5 signs shaping the future of contract services

10.04.26 Articles

DCAT Week never fails to surface what’s really going on in the industry. Below, Andrew Mears discusses five key themes that will shape the future of contract services for the biopharma space.

1. Reshaping investment – the groundwork in being laid

    Investment conditions are improving, if cautiously. With $190 billion in disclosed deal value reported by Bain, and 41% of PE fund managers positioning dry powder for deployment (BDO, 2025), the impact for contract services in 2026 is a more active pipeline of carveouts, platform builds, and buy-and-build strategies.

    Those who can demonstrate repeatable execution, scalable platforms, and credible post-deal integration will be prioritised, with talent playing a defining role. Geopolitical complexity means consistent deal activity is likely to emerge in the latter half of 2026 and early 2027, but the groundwork is being laid now.

    2. Supply chain resilience is changing buying behaviour

    When it comes to choosing a provider, the question has shifted from “do you have the capability?” to “can you guarantee continuity when the world gets messy?” Geographic diversification, dual sourcing, and near-sourcing, particularly in biologics and sterile formats, are now core considerations, with resilience planning moving earlier into the value chain.

    Long-term delivery assurance is overtaking cost as the primary decision driver, pushing CDMOs to invest in capacity, quality systems, and network redundancy. The winners will be those who can prove reliability without sacrificing competitiveness, though with onshoring and capacity builds accelerating, sourcing the human capital to support it all remains the defining challenge of 2026.

    3. Selection criteria are changing

    With 70% of pharma companies anticipating moderate to significant capacity constraints (Simon-Kucher, 2025), demand is clear. But how sponsors choose their partners has evolved.

    Selection now blends technical capability with operational fit, trading off between speed, flexibility, communication, and reliability. It’s no longer a cost decision; it’s a risk decision.

    Sponsors want partners who reduce handoffs, shorten timelines, and scale predictably. The growing checklist: ESG, AI readiness, cybersecurity, adds further complexity. As does a key nuance: the right CDMO for an early-stage asset isn’t necessarily the right one for commercial launch. Those who know their strengths and execute with precision will build the trust that wins.

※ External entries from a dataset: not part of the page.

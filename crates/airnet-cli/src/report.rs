// SPDX-License-Identifier: MIT
// Copyright (c) 2026 StarTuz

use airnet_core::config::EmissionFactors;
use airnet_core::lookup::Lookup;
use airnet_core::metrics::{CountrySplit, HistogramBin};
use airnet_core::{FlightNetwork, ShortHaulEstimate};
use std::collections::BTreeMap;

/// CO2 for the short-haul distance, flown versus taken by train.
#[derive(Debug, Clone, Copy, PartialEq)]
pub struct Co2Savings {
    pub flight_kg: f64,
    pub train_kg: f64,
    pub reduction_kg: f64,
}

impl Co2Savings {
    pub fn new(distance_km: f64, factors: &EmissionFactors) -> Self {
        let flight_g = distance_km * factors.flight_grams_per_km;
        let train_g = if factors.train_ratio > 0.0 {
            flight_g / factors.train_ratio
        } else {
            flight_g
        };
        Self {
            flight_kg: flight_g / 1000.0,
            train_kg: train_g / 1000.0,
            reduction_kg: (flight_g - train_g) / 1000.0,
        }
    }
}

pub fn print_summary(network: &FlightNetwork) {
    let tables = network.tables();
    let stats = network.flight_records().stats();

    println!("Airlines:        {}", tables.airlines.len());
    println!("Airplane models: {}", tables.airplanes.len());
    println!("Airports:        {}", tables.airports.len());
    println!("Routes:          {}", stats.routes_read);
    println!("Flight records:  {}", stats.records);
    println!("  dropped (unknown airport): {}", stats.unresolved_airport);
    println!("  unknown airline:           {}", stats.unknown_airline);
    println!("Earth model:     {:?}", network.earth_model());
}

pub fn print_histogram(bins: &[HistogramBin]) {
    if bins.is_empty() {
        println!("No flights.");
        return;
    }
    let widest = bins.iter().map(|b| b.count).max().unwrap_or(0).max(1);
    for bin in bins {
        let bar = "#".repeat(bin.count * 40 / widest);
        println!(
            "{:>8.0} - {:>8.0} km {:>7} {}",
            bin.lower_km, bin.upper_km, bin.count, bar
        );
    }
}

pub fn print_ranking(title: &str, ranking: &[(String, usize)]) {
    println!("{}", title);
    if ranking.is_empty() {
        println!("  (none)");
    }
    for (i, (key, count)) in ranking.iter().enumerate() {
        println!("{:>3}. {:<40} {}", i + 1, key, count);
    }
}

pub fn print_breakdown(breakdown: &BTreeMap<String, CountrySplit>) {
    println!("{:<40} {:>9} {:>13}", "Country", "Domestic", "International");
    for (country, split) in breakdown {
        println!(
            "{:<40} {:>9} {:>13}",
            country, split.domestic, split.international
        );
    }
}

pub fn print_short_haul(label: &str, estimate: &ShortHaulEstimate, factors: &EmissionFactors) {
    let savings = Co2Savings::new(estimate.total_distance_km, factors);
    let distinct = Co2Savings::new(estimate.distinct_distance_km, factors);

    println!("Short-haul flights in {} (<= {} km)", label, estimate.cutoff_km);
    println!("  domestic flights:    {}", estimate.domestic_flights);
    println!("  short-haul:          {}", estimate.count);
    println!("  long-haul:           {}", estimate.long_haul_count);
    println!("  short-haul distance: {:.1} km", estimate.total_distance_km);
    println!(
        "  distinct routes:     {} ({:.1} km)",
        estimate.distinct_routes, estimate.distinct_distance_km
    );
    println!(
        "  CO2 by air {:.1} kg, by train {:.1} kg, potential reduction {:.1} kg",
        savings.flight_kg, savings.train_kg, savings.reduction_kg
    );
    println!(
        "  counting each round trip once: reduction {:.1} kg",
        distinct.reduction_kg
    );
}

/// Prints the suggestions of a failed lookup.
pub fn print_not_found<T>(what: &str, query: &str, lookup: &Lookup<'_, T>) {
    let Lookup::NotFound {
        close_matches,
        recommendations,
    } = lookup
    else {
        return;
    };

    println!("No {} named '{}'.", what, query);
    if !close_matches.is_empty() {
        println!("Did you mean:");
        for name in close_matches {
            println!("  {}", name);
        }
    } else if !recommendations.is_empty() {
        println!("Some you could try:");
        for name in recommendations {
            println!("  {}", name);
        }
    }
}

    4. Rise of integrated partnerships

    End-to-end and single-partner propositions are gaining real traction, as pharma companies look to reduce risk and improve efficiency across the product lifecycle. But integration doesn’t always mean one provider doing everything, it can mean a network working seamlessly together. For CDMOs, this demands clarity on boundaries: what they control, what is partner-led, and how quality and governance are managed across those handoffs.

    API suppliers are expanding into adjacent services like regulatory support and formulation, and for contract services broadly, there is a significant opportunity to be the connective tissue of the product lifecycle through strong tech transfer, QA,QC, and supply chain analytics.

    5. Talent market is evolving, and so are hiring strategies

    Investors and CDMOs are prioritising real operators. Those who have delivered results, not just articulated strategy. Business Development hiring is picking up as the market improves and expectations evolve. But top talent isn’t suddenly available because the market has been tough. In fact, we’ve seen that high performers stay put to maximise their roles and are now more selective than ever.

    Operational demand across CMC, quality, and supply chain continues to grow with expanding capacity, and AI is evolving roles rather than eliminating them. The next 18 months will bring continued restructuring and a sharper focus on aligning talent to strategy – adding capability in some areas, removing it in others. Those hiring reactively and perhaps hiring too quickly, will likely pay more than if they had taken the time to get it right up front.

    Final Thoughts

    DCAT 2026 leaves us with a clearer sense of where the market is heading, and what it will take to lead in it. Capital is returning, but selectively. Supply chains are being built around resilience, not just efficiency. Partner selection has become a strategic risk decision. Integration is the new competitive advantage. And talent, as ever, remains the thread that runs through it all.